*What is required*.
From the first line to the last, please write out the data exactly.

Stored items
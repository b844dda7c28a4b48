//! Forgiving deserializers for model-produced JSON.
//!
//! The upstream model is asked for an exact schema but routinely returns
//! numbers as strings ("85%", "1,200"), `null` for missing text, or a single
//! string where a list was requested. These helpers coerce those shapes into
//! the strict types used by the rest of the crate.

use once_cell::sync::Lazy;
use regex::Regex;
use serde::{Deserialize, Deserializer};
use serde_json::Value;

static FIRST_DIGITS: Lazy<Regex> =
    Lazy::new(|| Regex::new(r"\d{1,9}").expect("digit regex should compile"));

/// Placeholder used whenever the model leaves an evidence field blank.
pub const NOT_SPECIFIED: &str = "Not specified";

pub fn not_specified() -> String {
    NOT_SPECIFIED.to_string()
}

/// Parses a number out of a JSON value, tolerating `"85%"`, `"1,200"` and `"~40"`.
fn numeric(value: &Value) -> Option<f64> {
    match value {
        Value::Number(n) => n.as_f64(),
        Value::String(s) => {
            let cleaned: String = s
                .chars()
                .filter(|c| c.is_ascii_digit() || *c == '.' || *c == '-')
                .collect();
            cleaned.parse::<f64>().ok()
        }
        _ => None,
    }
}

/// Deserializes a confidence percentage, clamped into `0..=100`.
///
/// Accepts integers, floats, numeric strings and fractions (`0.85` → 85).
/// Unparseable values become 0 rather than failing the whole document.
pub fn de_percentage<'de, D>(deserializer: D) -> Result<u8, D::Error>
where
    D: Deserializer<'de>,
{
    let value = Value::deserialize(deserializer)?;
    let Some(mut val) = numeric(&value) else {
        return Ok(0);
    };
    if !val.is_finite() {
        return Ok(0);
    }
    if val > 0.0 && val < 1.0 {
        val *= 100.0;
    }
    Ok(val.round().clamp(0.0, 100.0) as u8)
}

/// Deserializes a non-negative count (citations), defaulting to 0.
pub fn de_count<'de, D>(deserializer: D) -> Result<u32, D::Error>
where
    D: Deserializer<'de>,
{
    let value = Value::deserialize(deserializer)?;
    Ok(numeric(&value)
        .filter(|v| v.is_finite())
        .map(|v| v.round().clamp(0.0, u32::MAX as f64) as u32)
        .unwrap_or(0))
}

/// Deserializes a calendar year given as a number or a string. Strings such
/// as `"2019-2021"` or `"circa 2020"` yield their first run of digits.
pub fn de_year<'de, D>(deserializer: D) -> Result<i32, D::Error>
where
    D: Deserializer<'de>,
{
    use serde::de::Error;
    let value = Value::deserialize(deserializer)?;
    let year = match &value {
        Value::Number(n) => n
            .as_f64()
            .filter(|v| v.is_finite())
            .map(|v| v.round() as i32),
        Value::String(s) => FIRST_DIGITS
            .find(s)
            .and_then(|m| m.as_str().parse::<i32>().ok()),
        _ => None,
    };
    year.ok_or_else(|| D::Error::custom(format!("invalid year: {}", value)))
}

/// Deserializes an evidence string; `null` or blank becomes [`NOT_SPECIFIED`].
pub fn de_evidence_text<'de, D>(deserializer: D) -> Result<String, D::Error>
where
    D: Deserializer<'de>,
{
    let value = Option::<Value>::deserialize(deserializer)?;
    Ok(match value {
        Some(Value::String(s)) if !s.trim().is_empty() => s,
        Some(Value::Number(n)) => n.to_string(),
        _ => not_specified(),
    })
}

/// Deserializes free text; `null` becomes an empty string and scalars are
/// stringified.
pub fn de_text<'de, D>(deserializer: D) -> Result<String, D::Error>
where
    D: Deserializer<'de>,
{
    let value = Option::<Value>::deserialize(deserializer)?;
    Ok(match value {
        None | Some(Value::Null) => String::new(),
        Some(Value::String(s)) => s,
        Some(other) => other.to_string(),
    })
}

/// Deserializes a list of strings, accepting a lone string or `null` as well.
pub fn de_string_list<'de, D>(deserializer: D) -> Result<Vec<String>, D::Error>
where
    D: Deserializer<'de>,
{
    let value = Option::<Value>::deserialize(deserializer)?;
    Ok(match value {
        None | Some(Value::Null) => Vec::new(),
        Some(Value::String(s)) if s.trim().is_empty() => Vec::new(),
        Some(Value::String(s)) => vec![s],
        Some(Value::Array(items)) => items
            .into_iter()
            .filter_map(|item| match item {
                Value::String(s) => Some(s),
                Value::Null => None,
                other => Some(other.to_string()),
            })
            .collect(),
        Some(other) => vec![other.to_string()],
    })
}

#[cfg(test)]
mod tests {
    use super::*;
    use serde::Deserialize;

    #[derive(Deserialize)]
    struct Fields {
        #[serde(deserialize_with = "de_percentage")]
        pct: u8,
        #[serde(default, deserialize_with = "de_count")]
        count: u32,
        #[serde(default, deserialize_with = "de_string_list")]
        list: Vec<String>,
    }

    #[test]
    fn percentage_accepts_strings_and_fractions() {
        let p: Fields = serde_json::from_str(r#"{"pct":"85%"}"#).unwrap();
        assert_eq!(p.pct, 85);
        let p: Fields = serde_json::from_str(r#"{"pct":0.7}"#).unwrap();
        assert_eq!(p.pct, 70);
        let p: Fields = serde_json::from_str(r#"{"pct":250}"#).unwrap();
        assert_eq!(p.pct, 100);
        let p: Fields = serde_json::from_str(r#"{"pct":"high"}"#).unwrap();
        assert_eq!(p.pct, 0);
    }

    #[test]
    fn count_strips_separators() {
        let p: Fields = serde_json::from_str(r#"{"pct":1,"count":"1,200"}"#).unwrap();
        assert_eq!(p.count, 1200);
    }

    #[derive(Deserialize)]
    struct Dated {
        #[serde(deserialize_with = "de_year")]
        year: i32,
        #[serde(default, deserialize_with = "de_text")]
        note: String,
    }

    #[test]
    fn year_takes_first_digit_run() {
        let d: Dated = serde_json::from_str(r#"{"year":"2019-2021"}"#).unwrap();
        assert_eq!(d.year, 2019);
        let d: Dated = serde_json::from_str(r#"{"year":"circa 2020"}"#).unwrap();
        assert_eq!(d.year, 2020);
        let d: Dated = serde_json::from_str(r#"{"year":2018}"#).unwrap();
        assert_eq!(d.year, 2018);
        assert!(serde_json::from_str::<Dated>(r#"{"year":"unknown"}"#).is_err());
    }

    #[test]
    fn text_tolerates_null_and_numbers() {
        let d: Dated = serde_json::from_str(r#"{"year":2020,"note":null}"#).unwrap();
        assert_eq!(d.note, "");
        let d: Dated = serde_json::from_str(r#"{"year":2020,"note":42}"#).unwrap();
        assert_eq!(d.note, "42");
    }

    #[test]
    fn list_accepts_single_string() {
        let p: Fields = serde_json::from_str(r#"{"pct":1,"list":"only one"}"#).unwrap();
        assert_eq!(p.list, vec!["only one".to_string()]);
        let p: Fields = serde_json::from_str(r#"{"pct":1,"list":null}"#).unwrap();
        assert!(p.list.is_empty());
    }
}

*Your solution*.
repository b844dda7c28a4b48
//! Forgiving deserializers for model-produced JSON.
//!
//! The upstream model is asked for an exact schema but routinely returns
//! numbers as strings ("85%", "1,200"), `null` for missing text, or a single
//! string where a list was requested. These helpers coerce those shapes into
//! the strict types used by the rest of the crate.

use once_cell::sync::Lazy;
use regex::Regex;
use serde::{Deserialize, Deserializer};
use serde_json::Value;

static FIRST_DIGITS: Lazy<Regex> =
    Lazy::new(|| Regex::new(r"\d{1,9}").expect("digit regex should compile"));

/// Placeholder used whenever the model leaves an evidence field blank.
pub const NOT_SPECIFIED: &str = "Not specified";

pub fn not_specified() -> String {
    NOT_SPECIFIED.to_string()
}

/// Parses a number out of a JSON value, tolerating `"85%"`, `"1,200"` and `"~40"`.
fn numeric(value: &Value) -> Option<f64> {
    match value {
        Value::Number(n) => n.as_f64(),
        Value::String(s) => {
            let cleaned: String = s
                .chars()
                .filter(|c| c.is_ascii_digit() || *c == '.' || *c == '-')
                .collect();
            cleaned.parse::<f64>().ok()
        }
        _ => None,
    }
}

/// Deserializes a confidence percentage, clamped into `0..=100`.
///
/// Accepts integers, floats, numeric strings and fractions (`0.85` → 85).
/// Unparseable values become 0 rather than failing the whole document.
pub fn de_percentage<'de, D>(deserializer: D) -> Result<u8, D::Error>
where
    D: Deserializer<'de>,
{
    let value = Value::deserialize(deserializer)?;
    let Some(mut val) = numeric(&value) else {
        return Ok(0);
    };
    if !val.is_finite() {
        return Ok(0);
    }
    if val > 0.0 && val < 1.0 {
        val *= 100.0;
    }
    Ok(val.round().clamp(0.0, 100.0) as u8)
}

/// Deserializes a non-negative count (citations), defaulting to 0.
pub fn de_count<'de, D>(deserializer: D) -> Result<u32, D::Error>
where
    D: Deserializer<'de>,
{
    let value = Value::deserialize(deserializer)?;
    Ok(numeric(&value)
        .filter(|v| v.is_finite())
        .map(|v| v.round().clamp(0.0, u32::MAX as f64) as u32)
        .unwrap_or(0))
}

/// Deserializes a calendar year given as a number or a string. Strings such
/// as `"2019-2021"` or `"circa 2020"` yield their first run of digits.
pub fn de_year<'de, D>(deserializer: D) -> Result<i32, D::Error>
where
    D: Deserializer<'de>,
{
    use serde::de::Error;
    let value = Value::deserialize(deserializer)?;
    let year = match &value {
        Value::Number(n) => n
            .as_f64()
            .filter(|v| v.is_finite())
            .map(|v| v.round() as i32),
        Value::String(s) => FIRST_DIGITS
            .find(s)
            .and_then(|m| m.as_str().parse::<i32>().ok()),
        _ => None,
    };
    year.ok_or_else(|| D::Error::custom(format!("invalid year: {}", value)))
}

/// Deserializes an evidence string; `null` or blank becomes [`NOT_SPECIFIED`].
pub fn de_evidence_text<'de, D>(deserializer: D) -> Result<String, D::Error>
where
    D: Deserializer<'de>,
{
    let value = Option::<Value>::deserialize(deserializer)?;
    Ok(match value {
        Some(Value::String(s)) if !s.trim().is_empty() => s,
        Some(Value::Number(n)) => n.to_string(),
        _ => not_specified(),
    })
}

/// Deserializes free text; `null` becomes an empty string and scalars are
/// stringified.
pub fn de_text<'de, D>(deserializer: D) -> Result<String, D::Error>
where
    D: Deserializer<'de>,
{
    let value = Option::<Value>::deserialize(deserializer)?;
    Ok(match value {
        None | Some(Value::Null) => String::new(),
        Some(Value::String(s)) => s,
        Some(other) => other.to_string(),
    })
}

/// Deserializes a list of strings, accepting a lone string or `null` as well.
pub fn de_string_list<'de, D>(deserializer: D) -> Result<Vec<String>, D::Error>
where
    D: Deserializer<'de>,
{
    let value = Option::<Value>::deserialize(deserializer)?;
    Ok(match value {
        None | Some(Value::Null) => Vec::new(),
        Some(Value::String(s)) if s.trim().is_empty() => Vec::new(),
        Some(Value::String(s)) => vec![s],
        Some(Value::Array(items)) => items
            .into_iter()
            .filter_map(|item| match item {
                Value::String(s) => Some(s),
                Value::Null => None,
                other => Some(other.to_string()),
            })
            .collect(),
        Some(other) => vec![other.to_string()],
    })
}

#[cfg(test)]
mod tests {
    use super::*;
    use serde::Deserialize;

    #[derive(Deserialize)]
    struct Fields {
        #[serde(deserialize_with = "de_percentage")]
        pct: u8,
        #[serde(default, deserialize_with = "de_count")]
        count: u32,
        #[serde(default, deserialize_with = "de_string_list")]
        list: Vec<String>,
    }

    #[test]
    fn percentage_accepts_strings_and_fractions() {
        let p: Fields = serde_json::from_str(r#"{"pct":"85%"}"#).unwrap();
        assert_eq!(p.pct, 85);
        let p: Fields = serde_json::from_str(r#"{"pct":0.7}"#).unwrap();
        assert_eq!(p.pct, 70);
        let p: Fields = serde_json::from_str(r#"{"pct":250}"#).unwrap();
        assert_eq!(p.pct, 100);
        let p: Fields = serde_json::from_str(r#"{"pct":"high"}"#).unwrap();
        assert_eq!(p.pct, 0);
    }

    #[test]
    fn count_strips_separators() {
        let p: Fields = serde_json::from_str(r#"{"pct":1,"count":"1,200"}"#).unwrap();
        assert_eq!(p.count, 1200);
    }

    #[derive(Deserialize)]
    struct Dated {
        #[serde(deserialize_with = "de_year")]
        year: i32,
        #[serde(default, deserialize_with = "de_text")]
        note: String,
    }

    #[test]
    fn year_takes_first_digit_run() {
        let d: Dated = serde_json::from_str(r#"{"year":"2019-2021"}"#).unwrap();
        assert_eq!(d.year, 2019);
        let d: Dated = serde_json::from_str(r#"{"year":"circa 2020"}"#).unwrap();
        assert_eq!(d.year, 2020);
        let d: Dated = serde_json::from_str(r#"{"year":2018}"#).unwrap();
        assert_eq!(d.year, 2018);
        assert!(serde_json::from_str::<Dated>(r#"{"year":"unknown"}"#).is_err());
    }

    #[test]
    fn text_tolerates_null_and_numbers() {
        let d: Dated = serde_json::from_str(r#"{"year":2020,"note":null}"#).unwrap();
        assert_eq!(d.note, "");
        let d: Dated = serde_json::from_str(r#"{"year":2020,"note":42}"#).unwrap();
        assert_eq!(d.note, "42");
    }

    #[test]
    fn list_accepts_single_string() {
        let p: Fields = serde_json::from_str(r#"{"pct":1,"list":"only one"}"#).unwrap();
        assert_eq!(p.list, vec!["only one".to_string()]);
        let p: Fields = serde_json::from_str(r#"{"pct":1,"list":null}"#).unwrap();
        assert!(p.list.is_empty());
    }
}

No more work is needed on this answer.